# Problem requirements
Every line containing the string "environment" is to be copied from the records.

---- Supplied information

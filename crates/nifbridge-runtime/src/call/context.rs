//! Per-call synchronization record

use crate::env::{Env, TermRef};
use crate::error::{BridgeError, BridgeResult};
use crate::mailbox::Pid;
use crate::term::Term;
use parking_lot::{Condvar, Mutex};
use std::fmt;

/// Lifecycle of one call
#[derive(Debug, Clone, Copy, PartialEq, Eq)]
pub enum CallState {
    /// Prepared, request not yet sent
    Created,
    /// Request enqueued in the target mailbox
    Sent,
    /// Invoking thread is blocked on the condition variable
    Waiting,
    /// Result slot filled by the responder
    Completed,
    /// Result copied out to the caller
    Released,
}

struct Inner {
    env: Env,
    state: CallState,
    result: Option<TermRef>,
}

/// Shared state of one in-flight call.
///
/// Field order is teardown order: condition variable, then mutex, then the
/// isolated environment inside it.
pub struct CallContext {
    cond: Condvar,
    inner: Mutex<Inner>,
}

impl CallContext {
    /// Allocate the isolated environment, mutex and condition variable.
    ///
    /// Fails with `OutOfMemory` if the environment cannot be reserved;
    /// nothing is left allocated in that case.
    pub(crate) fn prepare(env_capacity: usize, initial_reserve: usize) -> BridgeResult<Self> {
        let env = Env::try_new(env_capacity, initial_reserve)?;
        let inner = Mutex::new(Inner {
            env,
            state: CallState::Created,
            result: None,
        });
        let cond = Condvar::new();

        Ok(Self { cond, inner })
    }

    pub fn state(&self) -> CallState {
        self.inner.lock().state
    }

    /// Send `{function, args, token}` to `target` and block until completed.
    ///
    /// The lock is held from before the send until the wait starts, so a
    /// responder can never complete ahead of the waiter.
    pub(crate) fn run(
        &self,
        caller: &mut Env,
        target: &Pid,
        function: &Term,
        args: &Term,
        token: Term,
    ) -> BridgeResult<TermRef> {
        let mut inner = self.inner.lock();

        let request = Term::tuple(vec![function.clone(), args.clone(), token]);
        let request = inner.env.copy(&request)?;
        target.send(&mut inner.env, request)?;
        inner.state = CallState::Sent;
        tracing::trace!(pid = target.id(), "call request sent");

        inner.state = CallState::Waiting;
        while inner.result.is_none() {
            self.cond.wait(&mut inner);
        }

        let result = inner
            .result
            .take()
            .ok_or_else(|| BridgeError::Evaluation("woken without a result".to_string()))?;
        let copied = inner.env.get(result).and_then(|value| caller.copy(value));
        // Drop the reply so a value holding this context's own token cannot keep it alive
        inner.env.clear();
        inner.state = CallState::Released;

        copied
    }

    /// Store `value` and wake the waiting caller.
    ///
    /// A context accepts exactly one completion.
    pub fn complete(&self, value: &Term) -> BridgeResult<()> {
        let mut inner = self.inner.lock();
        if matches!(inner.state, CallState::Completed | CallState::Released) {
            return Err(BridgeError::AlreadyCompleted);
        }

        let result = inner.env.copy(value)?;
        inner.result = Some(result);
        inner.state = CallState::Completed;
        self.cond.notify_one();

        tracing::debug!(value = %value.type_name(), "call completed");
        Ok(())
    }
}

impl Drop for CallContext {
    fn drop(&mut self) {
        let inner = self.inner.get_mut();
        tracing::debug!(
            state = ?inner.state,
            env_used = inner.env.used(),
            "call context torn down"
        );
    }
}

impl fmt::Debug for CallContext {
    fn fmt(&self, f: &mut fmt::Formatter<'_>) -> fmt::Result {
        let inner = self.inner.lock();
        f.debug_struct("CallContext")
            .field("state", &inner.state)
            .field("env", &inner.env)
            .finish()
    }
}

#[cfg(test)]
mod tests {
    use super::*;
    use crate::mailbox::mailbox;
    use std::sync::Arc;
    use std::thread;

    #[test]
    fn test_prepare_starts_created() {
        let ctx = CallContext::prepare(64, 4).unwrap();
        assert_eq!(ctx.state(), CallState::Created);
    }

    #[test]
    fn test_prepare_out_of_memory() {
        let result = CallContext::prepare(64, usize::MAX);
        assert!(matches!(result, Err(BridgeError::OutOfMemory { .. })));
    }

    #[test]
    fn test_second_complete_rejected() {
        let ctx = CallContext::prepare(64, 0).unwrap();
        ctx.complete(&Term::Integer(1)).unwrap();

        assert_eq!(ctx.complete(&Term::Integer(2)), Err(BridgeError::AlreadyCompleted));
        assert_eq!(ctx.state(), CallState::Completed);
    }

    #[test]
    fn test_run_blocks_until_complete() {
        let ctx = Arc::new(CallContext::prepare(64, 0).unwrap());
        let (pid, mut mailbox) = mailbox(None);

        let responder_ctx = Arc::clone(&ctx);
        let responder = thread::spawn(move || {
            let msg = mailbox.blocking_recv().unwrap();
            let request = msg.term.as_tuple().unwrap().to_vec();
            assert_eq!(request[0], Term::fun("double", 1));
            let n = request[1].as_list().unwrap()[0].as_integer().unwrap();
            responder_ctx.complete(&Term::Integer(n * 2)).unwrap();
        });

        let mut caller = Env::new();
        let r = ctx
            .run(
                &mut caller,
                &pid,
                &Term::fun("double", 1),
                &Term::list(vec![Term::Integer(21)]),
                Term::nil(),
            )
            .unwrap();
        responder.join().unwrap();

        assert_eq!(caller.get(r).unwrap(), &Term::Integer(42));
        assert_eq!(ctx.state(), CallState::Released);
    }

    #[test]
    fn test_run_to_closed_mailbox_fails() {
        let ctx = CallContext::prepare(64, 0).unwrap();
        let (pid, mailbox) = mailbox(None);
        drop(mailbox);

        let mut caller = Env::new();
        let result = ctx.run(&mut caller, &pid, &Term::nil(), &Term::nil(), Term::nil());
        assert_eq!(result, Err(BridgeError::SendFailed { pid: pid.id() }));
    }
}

--------

# Completed exercise
/// isolated environment inside it.
    /// Allocate the isolated environment, mutex and condition variable.
    /// Fails with `OutOfMemory` if the environment cannot be reserved;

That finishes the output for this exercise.